◆ Stored data entries ◆
[Start of Attachment]
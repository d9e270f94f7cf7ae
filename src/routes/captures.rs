//! Capture routes
//!
//! Crop + extraction preview, and full capture submission.

use axum::{extract::State, http::StatusCode, routing::post, Json, Router};
use serde::{Deserialize, Serialize};

use super::{decode_image, encode_image};
use crate::capture::{
    CaptureResult, ConfirmedFields, CropOutcome, InboundCaptureRequest, ScreenGeometry,
};
use crate::error::Result;
use crate::photos::PhotoLocation;
use crate::recognition::{CaptureKind, ExtractionRecord};
use crate::state::AppState;

/// Create the captures router
pub fn router() -> Router<AppState> {
    Router::new()
        .route("/", post(submit_capture))
        .route("/extract", post(extract_capture))
}

/// Capture request body
#[derive(Debug, Deserialize)]
#[serde(rename_all = "camelCase")]
pub struct CaptureBody {
    pub subject_id: String,
    pub location: String,
    #[serde(default)]
    pub capture_kind: Option<CaptureKind>,
    /// Base64 image bytes
    pub image: String,
    #[serde(default = "default_mime_type")]
    pub mime_type: String,
    pub screen: ScreenGeometry,
    pub raw_width: u32,
    pub raw_height: u32,
    /// Operator-confirmed values; only used on submit. A `null` field clears it.
    #[serde(default)]
    pub metadata: Option<ConfirmedFields>,
}

fn default_mime_type() -> String {
    "image/jpeg".to_string()
}

impl CaptureBody {
    fn into_request(self) -> Result<(InboundCaptureRequest, Option<ConfirmedFields>)> {
        let image = decode_image("image", &self.image)?;
        Ok((
            InboundCaptureRequest {
                subject_id: self.subject_id,
                location: self.location,
                capture_kind: self.capture_kind,
                image,
                mime_type: self.mime_type,
                screen: self.screen,
                raw_width: self.raw_width,
                raw_height: self.raw_height,
            },
            self.metadata,
        ))
    }
}

/// Extraction preview response
#[derive(Debug, Serialize)]
#[serde(rename_all = "camelCase")]
pub struct ExtractResponse {
    pub location: PhotoLocation,
    pub kind: CaptureKind,
    pub crop: CropOutcome,
    pub extraction: ExtractionRecord,
    /// Base64 of the image that was sent to the providers
    pub cropped_image: String,
    pub cropped_mime_type: String,
}

/// Crop and extract without storing
async fn extract_capture(
    State(state): State<AppState>,
    Json(body): Json<CaptureBody>,
) -> Result<Json<ExtractResponse>> {
    let (request, _) = body.into_request()?;
    let preview = state.pipeline().preview(&request).await?;

    Ok(Json(ExtractResponse {
        location: preview.location,
        kind: preview.kind,
        crop: preview.photo.outcome,
        extraction: preview.extraction,
        cropped_image: encode_image(&preview.photo.bytes),
        cropped_mime_type: preview.photo.mime_type,
    }))
}

/// Crop, extract and store
async fn submit_capture(
    State(state): State<AppState>,
    Json(body): Json<CaptureBody>,
) -> Result<(StatusCode, Json<CaptureResult>)> {
    let (request, confirmed) = body.into_request()?;
    let result = state.pipeline().submit(&request, confirmed).await?;
    Ok((StatusCode::CREATED, Json(result)))
}

#[cfg(test)]
mod tests {
    use std::sync::Arc;

    use axum::http::StatusCode;
    use image::{ImageBuffer, Rgb};
    use serde_json::json;
    use tower::ServiceExt;

    use crate::recognition::{
        CaptureKind, ExtractionGateway, MockProvider, ProviderId, ProviderOutput, ProviderRole,
        RawReading, ReadingKind,
    };
    use crate::routes::test_support::*;
    use crate::routes::{app, encode_image};

    fn jpeg_base64() -> String {
        let img = ImageBuffer::from_pixel(300, 400, Rgb([200u8, 40, 30]));
        let mut buffer = Vec::new();
        image::DynamicImage::ImageRgb8(img)
            .write_to(&mut std::io::Cursor::new(&mut buffer), image::ImageFormat::Jpeg)
            .unwrap();
        encode_image(&buffer)
    }

    fn capture_body(location: &str) -> serde_json::Value {
        json!({
            "subjectId": "TS1",
            "location": location,
            "image": jpeg_base64(),
            "mimeType": "image/jpeg",
            "screen": {
                "width": 300.0,
                "height": 400.0,
                "frame": { "x": 50.0, "y": 100.0, "width": 200.0, "height": 150.0 }
            },
            "rawWidth": 300,
            "rawHeight": 400
        })
    }

    fn plate_gateway() -> ExtractionGateway {
        ExtractionGateway::new().with_provider(
            Arc::new(MockProvider::returning(
                ProviderId::PlateRecognizer,
                ProviderOutput {
                    readings: vec![RawReading::new(ReadingKind::Plate, "7abc123", Some(0.91))],
                    colors: vec![],
                },
            )),
            &[(CaptureKind::Trailer, ProviderRole::Primary)],
        )
    }

    #[tokio::test]
    async fn test_extract_returns_crop_and_fields() {
        let (state, _dir) = test_state(plate_gateway()).await;

        let response = app(state)
            .oneshot(json_request("POST", "/api/v1/captures/extract", capture_body("trailer")))
            .await
            .unwrap();
        assert_eq!(response.status(), StatusCode::OK);

        let body = body_json(response).await;
        assert_eq!(body["kind"], "trailer");
        assert_eq!(body["crop"]["mode"], "cropped");
        assert_eq!(body["crop"]["rect"]["width"], 200);
        assert_eq!(body["extraction"]["plate"]["value"]["correctedValue"], "7ABC123");
        assert_eq!(body["croppedMimeType"], "image/jpeg");
        assert!(body["croppedImage"].as_str().is_some_and(|s| !s.is_empty()));
    }

    #[tokio::test]
    async fn test_submit_stores_photo() {
        let (state, _dir) = test_state(plate_gateway()).await;
        let app = app(state.clone());

        let mut body = capture_body("trailer");
        body["metadata"] = json!({ "color": "grey" });

        let response = app
            .oneshot(json_request("POST", "/api/v1/captures", body))
            .await
            .unwrap();
        assert_eq!(response.status(), StatusCode::CREATED);

        let body = body_json(response).await;
        assert_eq!(body["photoRecord"]["location"], "trailer");
        assert_eq!(body["photoRecord"]["metadata"]["plate"], "7ABC123");
        assert_eq!(body["photoRecord"]["metadata"]["color"], "Gray");

        let stored = state.photo_store().list_location("TS1", "trailer").await.unwrap();
        assert_eq!(stored.len(), 1);
    }

    #[tokio::test]
    async fn test_submit_null_clears_plate() {
        let (state, _dir) = test_state(plate_gateway()).await;

        let mut body = capture_body("trailer");
        body["metadata"] = json!({ "plate": null });

        let response = app(state.clone())
            .oneshot(json_request("POST", "/api/v1/captures", body))
            .await
            .unwrap();
        assert_eq!(response.status(), StatusCode::CREATED);

        let body = body_json(response).await;
        assert!(body["photoRecord"]["metadata"].get("plate").is_none());

        let stored = state.photo_store().list_location("TS1", "trailer").await.unwrap();
        assert_eq!(stored[0].metadata.plate, None);
    }

    #[tokio::test]
    async fn test_invalid_location_is_unprocessable() {
        let (state, _dir) = test_state(ExtractionGateway::new()).await;

        let response = app(state)
            .oneshot(json_request("POST", "/api/v1/captures", capture_body("bonnet")))
            .await
            .unwrap();
        assert_eq!(response.status(), StatusCode::UNPROCESSABLE_ENTITY);

        let body = body_json(response).await;
        assert_eq!(body["error"], "invalid_location_label");
    }

    #[tokio::test]
    async fn test_bad_base64_is_rejected() {
        let (state, _dir) = test_state(ExtractionGateway::new()).await;
        let mut body = capture_body("inside");
        body["image"] = json!("%%%");

        let response = app(state)
            .oneshot(json_request("POST", "/api/v1/captures/extract", body))
            .await
            .unwrap();
        assert_eq!(response.status(), StatusCode::BAD_REQUEST);
    }
}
[End of Attachment]
◆ Exercise ◆
Pull each line containing the word "PhotoLocation" out of the data above.

◆ Answer space ◆
use crate::photos::PhotoLocation;
    pub location: PhotoLocation,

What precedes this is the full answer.